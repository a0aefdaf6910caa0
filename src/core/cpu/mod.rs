// SPDX-License-Identifier: Apache-2.0
// Copyright 2025 itsakeyfut
//
// Licensed under the Apache License, Version 2.0 (the "License");
// you may not use this file except in compliance with the License.
// You may obtain a copy of the License at
//
//     http://www.apache.org/licenses/LICENSE-2.0
//
// Unless required by applicable law or agreed to in writing, software
// distributed under the License is distributed on an "AS IS" BASIS,
// WITHOUT WARRANTIES OR CONDITIONS OF ANY KIND, either express or implied.
// See the License for the specific language governing permissions and
// limitations under the License.

use crate::core::memory::Bus;
use crate::core::save_state::{CpuState, StateSave};

/// CPU (MIPS R4300i) emulation implementation
///
/// # Specifications
/// - Architecture: MIPS III subset, executed with 32-bit registers
/// - 64-bit opcodes run with 32-bit truncation
/// - Branch delay slot and one-instruction load delay
///
/// # Example
/// ```
/// use mipsemu::core::cpu::CPU;
///
/// let mut cpu = CPU::new();
/// cpu.reset();
/// assert_eq!(cpu.reg(0), 0); // r0 is always 0
/// assert_eq!(cpu.pc(), CPU::BOOT_VECTOR);
/// ```
pub struct CPU {
    /// General purpose registers (r0-r31)
    ///
    /// r0 is hardwired to always return 0
    regs: [u32; 32],

    /// Program counter
    pc: u32,

    /// Next PC (address of the instruction after the one at `pc`)
    next_pc: u32,

    /// HI register (multiplication/division result upper 32 bits)
    hi: u32,

    /// LO register (multiplication/division result lower 32 bits)
    lo: u32,

    /// Coprocessor 0 (System Control)
    cop0: COP0,

    /// Effect deferred to the start of the next step
    pending: Option<PendingAction>,

    /// Control transfer that takes effect at the end of the current step,
    /// bypassing the delay slot (exception entry and ERET)
    redirect: Option<u32>,

    /// LL/SC link bit
    ll_bit: bool,

    /// Address recorded by the last LL
    ll_addr: u32,

    /// Most recently raised exception, cleared by ERET
    exception: Option<ExceptionCause>,

    /// Raise Overflow from ADD/ADDI/SUB and their 64-bit-tagged forms
    trap_on_overflow: bool,

    /// Executed instruction count
    instructions: u64,

    /// Elapsed cycle count
    cycles: u64,

    /// Current instruction (for debugging)
    current_instruction: u32,
}

/// Effect armed by one instruction and consumed by the next step
///
/// Only one can be outstanding: the next step takes it before executing,
/// and an instruction arms at most one.
#[derive(Debug, Clone, Copy, PartialEq, Eq)]
pub enum PendingAction {
    /// Register write from a load, visible one instruction later
    Load { reg: u8, value: u32 },
    /// Taken branch; the delay slot runs first, then PC becomes `target`
    Branch { target: u32 },
}

// Module declarations
mod cop0;
mod decode;
mod disassembler;
mod instructions;
#[cfg(test)]
mod tests;

// Re-exports
pub use cop0::{CauseFlags, ExceptionCause, StatusFlags, COP0};
pub use decode::Instruction;
pub use disassembler::Disassembler;

impl CPU {
    /// Reset vector used when no cartridge supplies a boot address
    pub const BOOT_VECTOR: u32 = 0xA400_0040;

    /// General exception vector
    pub const EXCEPTION_VECTOR: u32 = 0x8000_0180;

    /// Create a new CPU instance at the reset vector
    ///
    /// # Example
    /// ```
    /// use mipsemu::core::cpu::CPU;
    ///
    /// let cpu = CPU::new();
    /// assert_eq!(cpu.reg(0), 0);
    /// assert_eq!(cpu.next_pc(), CPU::BOOT_VECTOR + 4);
    /// ```
    pub fn new() -> Self {
        Self {
            regs: [0u32; 32],
            pc: Self::BOOT_VECTOR,
            next_pc: Self::BOOT_VECTOR.wrapping_add(4),
            hi: 0,
            lo: 0,
            cop0: COP0::new(),
            pending: None,
            redirect: None,
            ll_bit: false,
            ll_addr: 0,
            exception: None,
            trap_on_overflow: false,
            instructions: 0,
            cycles: 0,
            current_instruction: 0,
        }
    }

    /// Reset CPU to its power-on state at the reset vector
    pub fn reset(&mut self) {
        self.reset_to(Self::BOOT_VECTOR);
    }

    /// Reset CPU and start execution at `boot_address`
    ///
    /// The overflow-trap setting survives a reset.
    pub fn reset_to(&mut self, boot_address: u32) {
        self.regs = [0u32; 32];
        self.pc = boot_address;
        self.next_pc = boot_address.wrapping_add(4);
        self.hi = 0;
        self.lo = 0;
        self.cop0.reset();
        self.pending = None;
        self.redirect = None;
        self.ll_bit = false;
        self.ll_addr = 0;
        self.exception = None;
        self.instructions = 0;
        self.cycles = 0;
        self.current_instruction = 0;
    }

    /// Enable or disable overflow traps
    pub fn set_trap_on_overflow(&mut self, enabled: bool) {
        self.trap_on_overflow = enabled;
    }

    /// Read from general purpose register
    ///
    /// r0 always returns 0.
    #[inline(always)]
    pub fn reg(&self, index: u8) -> u32 {
        if index == 0 {
            0
        } else {
            self.regs[index as usize]
        }
    }

    /// Write to general purpose register
    ///
    /// Writes to r0 are ignored.
    ///
    /// # Example
    /// ```
    /// use mipsemu::core::cpu::CPU;
    ///
    /// let mut cpu = CPU::new();
    /// cpu.set_reg(1, 0x12345678);
    /// assert_eq!(cpu.reg(1), 0x12345678);
    ///
    /// cpu.set_reg(0, 0xDEADBEEF);
    /// assert_eq!(cpu.reg(0), 0);
    /// ```
    #[inline(always)]
    pub fn set_reg(&mut self, index: u8, value: u32) {
        if index != 0 {
            self.regs[index as usize] = value;
        }
    }

    /// Write to register with load delay
    ///
    /// A load already waiting is committed first, then the new one is armed.
    ///
    /// # Example
    /// ```
    /// use mipsemu::core::cpu::CPU;
    ///
    /// let mut cpu = CPU::new();
    /// cpu.set_reg_delayed(3, 100);
    /// assert_eq!(cpu.reg(3), 0);
    ///
    /// cpu.set_reg_delayed(4, 200);
    /// assert_eq!(cpu.reg(3), 100);
    /// ```
    pub fn set_reg_delayed(&mut self, index: u8, value: u32) {
        if let Some(PendingAction::Load { reg, value }) = self.pending {
            self.set_reg(reg, value);
            self.pending = None;
        }

        if index != 0 {
            self.pending = Some(PendingAction::Load { reg: index, value });
        }
    }

    /// Execute one instruction
    ///
    /// 1. Consume the pending action (commit a load, or take a branch
    ///    target for after this instruction)
    /// 2. Fetch and decode the word at PC
    /// 3. Execute it
    /// 4. Advance PC
    /// 5. Update counters and the COP0 timer
    ///
    /// Returns the number of cycles consumed (always 1).
    ///
    /// # Example
    ///
    /// ```
    /// use mipsemu::core::cpu::CPU;
    /// use mipsemu::core::memory::Bus;
    ///
    /// let mut cpu = CPU::new();
    /// let mut bus = Bus::new();
    ///
    /// cpu.reset_to(0x0000_0000);
    /// assert_eq!(cpu.step(&mut bus), 1);
    /// assert_eq!(cpu.pc(), 0x0000_0004);
    /// ```
    pub fn step(&mut self, bus: &mut Bus) -> u32 {
        let branch_target = match self.pending.take() {
            Some(PendingAction::Load { reg, value }) => {
                self.set_reg(reg, value);
                None
            }
            Some(PendingAction::Branch { target }) => Some(target),
            None => None,
        };

        self.current_instruction = bus.read32(self.pc);
        let instruction = Instruction::decode(self.current_instruction);
        self.execute(instruction, bus);

        self.pc = match (self.redirect.take(), branch_target) {
            (Some(target), _) | (None, Some(target)) => target,
            (None, None) => self.next_pc,
        };
        self.next_pc = self.pc.wrapping_add(4);

        self.instructions += 1;
        self.cycles += 1;
        if self.cycles % 2 == 0 {
            self.cop0.tick_count();
        }
        self.cop0.check_timer();

        self.regs[0] = 0;
        1
    }

    /// Arm a delayed control transfer to `target`
    #[inline(always)]
    pub(super) fn branch_to(&mut self, target: u32) {
        self.pending = Some(PendingAction::Branch { target });
    }

    /// Raise an exception
    ///
    /// EPC receives the address of the current instruction, Cause the
    /// exception code, and execution continues at the exception vector.
    /// Anything armed by the faulting instruction is discarded. A second
    /// exception before ERET overwrites EPC and Cause.
    pub fn exception(&mut self, cause: ExceptionCause) {
        let epc = self.pc;

        if let Some(previous) = self.exception {
            log::warn!(
                "EXCEPTION {:?} while {:?} pending, EPC/Cause overwritten",
                cause,
                previous
            );
        }
        log::warn!(
            "EXCEPTION: cause={:?}, EPC=0x{:08X}, instruction=0x{:08X}",
            cause,
            epc,
            self.current_instruction
        );

        self.cop0.enter_exception(cause.code(), epc);
        self.exception = Some(cause);
        self.pending = None;
        self.jump_now(Self::EXCEPTION_VECTOR);
    }

    /// Return from exception (ERET)
    pub(super) fn return_from_exception(&mut self) {
        let epc = self.cop0.return_from_exception();
        self.exception = None;
        self.pending = None;
        self.jump_now(epc);
    }

    /// Move PC to `target` without a delay slot
    fn jump_now(&mut self, target: u32) {
        self.pc = target;
        self.next_pc = target.wrapping_add(4);
        self.redirect = Some(target);
    }

    /// Get current PC value
    pub fn pc(&self) -> u32 {
        self.pc
    }

    /// Get next PC value
    pub fn next_pc(&self) -> u32 {
        self.next_pc
    }

    pub fn hi(&self) -> u32 {
        self.hi
    }

    pub fn lo(&self) -> u32 {
        self.lo
    }

    /// All general purpose registers
    pub fn regs(&self) -> &[u32; 32] {
        &self.regs
    }

    /// Coprocessor 0
    pub fn cop0(&self) -> &COP0 {
        &self.cop0
    }

    /// Mutable access to Coprocessor 0 (writes go through the register policy)
    pub fn cop0_mut(&mut self) -> &mut COP0 {
        &mut self.cop0
    }

    /// Action armed for the next step, if any
    pub fn pending(&self) -> Option<PendingAction> {
        self.pending
    }

    /// Whether the next step executes a branch delay slot
    pub fn in_delay_slot(&self) -> bool {
        matches!(self.pending, Some(PendingAction::Branch { .. }))
    }

    /// Exception raised and not yet returned from
    pub fn pending_exception(&self) -> Option<ExceptionCause> {
        self.exception
    }

    /// LL/SC link state `(bit, address)`
    pub fn link(&self) -> (bool, u32) {
        (self.ll_bit, self.ll_addr)
    }

    /// Executed instruction count
    pub fn instructions(&self) -> u64 {
        self.instructions
    }

    /// Elapsed cycle count
    pub fn cycles(&self) -> u64 {
        self.cycles
    }

    /// Last fetched instruction word
    pub fn current_instruction(&self) -> u32 {
        self.current_instruction
    }

    /// Log all CPU registers at debug level
    ///
    /// # Example
    ///
    /// ```no_run
    /// use mipsemu::core::cpu::CPU;
    ///
    /// let cpu = CPU::new();
    /// cpu.dump_registers();
    /// ```
    pub fn dump_registers(&self) {
        log::debug!("CPU Registers:");
        log::debug!("PC: 0x{:08X}  Next PC: 0x{:08X}", self.pc, self.next_pc);
        log::debug!("HI: 0x{:08X}  LO: 0x{:08X}", self.hi, self.lo);

        for row in 0..8u8 {
            let line: Vec<String> = (0..4u8)
                .map(|col| {
                    let i = row * 4 + col;
                    format!("r{:2}: 0x{:08X}", i, self.reg(i))
                })
                .collect();
            log::debug!("{}", line.join("  "));
        }

        log::debug!("COP0 Registers:");
        for row in 0..8usize {
            let line: Vec<String> = (0..4usize)
                .map(|col| {
                    let i = row * 4 + col;
                    format!("c{:2}: 0x{:08X}", i, self.cop0.read(i))
                })
                .collect();
            log::debug!("{}", line.join("  "));
        }
    }
}

impl Default for CPU {
    fn default() -> Self {
        Self::new()
    }
}

impl StateSave for CPU {
    type State = CpuState;

    /// A pending load is folded into `regs`, since the next step would
    /// commit it before anything reads it. An armed branch is stored as
    /// `next_pc`.
    fn to_state(&self) -> CpuState {
        let mut regs = self.regs;
        let mut next_pc = self.next_pc;

        match self.pending {
            Some(PendingAction::Load { reg, value }) if reg != 0 => regs[reg as usize] = value,
            Some(PendingAction::Branch { target }) => next_pc = target,
            _ => {}
        }

        CpuState {
            pc: self.pc,
            next_pc,
            regs,
            hi: self.hi,
            lo: self.lo,
            cop0_regs: *self.cop0.regs(),
            cycles: self.cycles,
        }
    }

    /// A `next_pc` other than `pc + 4` re-arms the branch whose delay slot
    /// is at `pc`. The link bit and pending exception are cleared.
    fn restore_from_state(&mut self, state: &CpuState) {
        self.pc = state.pc;
        self.next_pc = state.pc.wrapping_add(4);
        self.pending = if state.next_pc != self.next_pc {
            Some(PendingAction::Branch {
                target: state.next_pc,
            })
        } else {
            None
        };
        self.regs = state.regs;
        self.regs[0] = 0;
        self.hi = state.hi;
        self.lo = state.lo;
        self.cop0.restore(&state.cop0_regs);
        self.cycles = state.cycles;
        self.redirect = None;
        self.ll_bit = false;
        self.exception = None;
    }
}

● EXERCISE
Scan the records for the word "link" and copy every line where it is found.

● YOUR RESPONSE
    /// LL/SC link bit
    /// LL/SC link state `(bit, address)`
    pub fn link(&self) -> (bool, u32) {
    /// is at `pc`. The link bit and pending exception are cleared.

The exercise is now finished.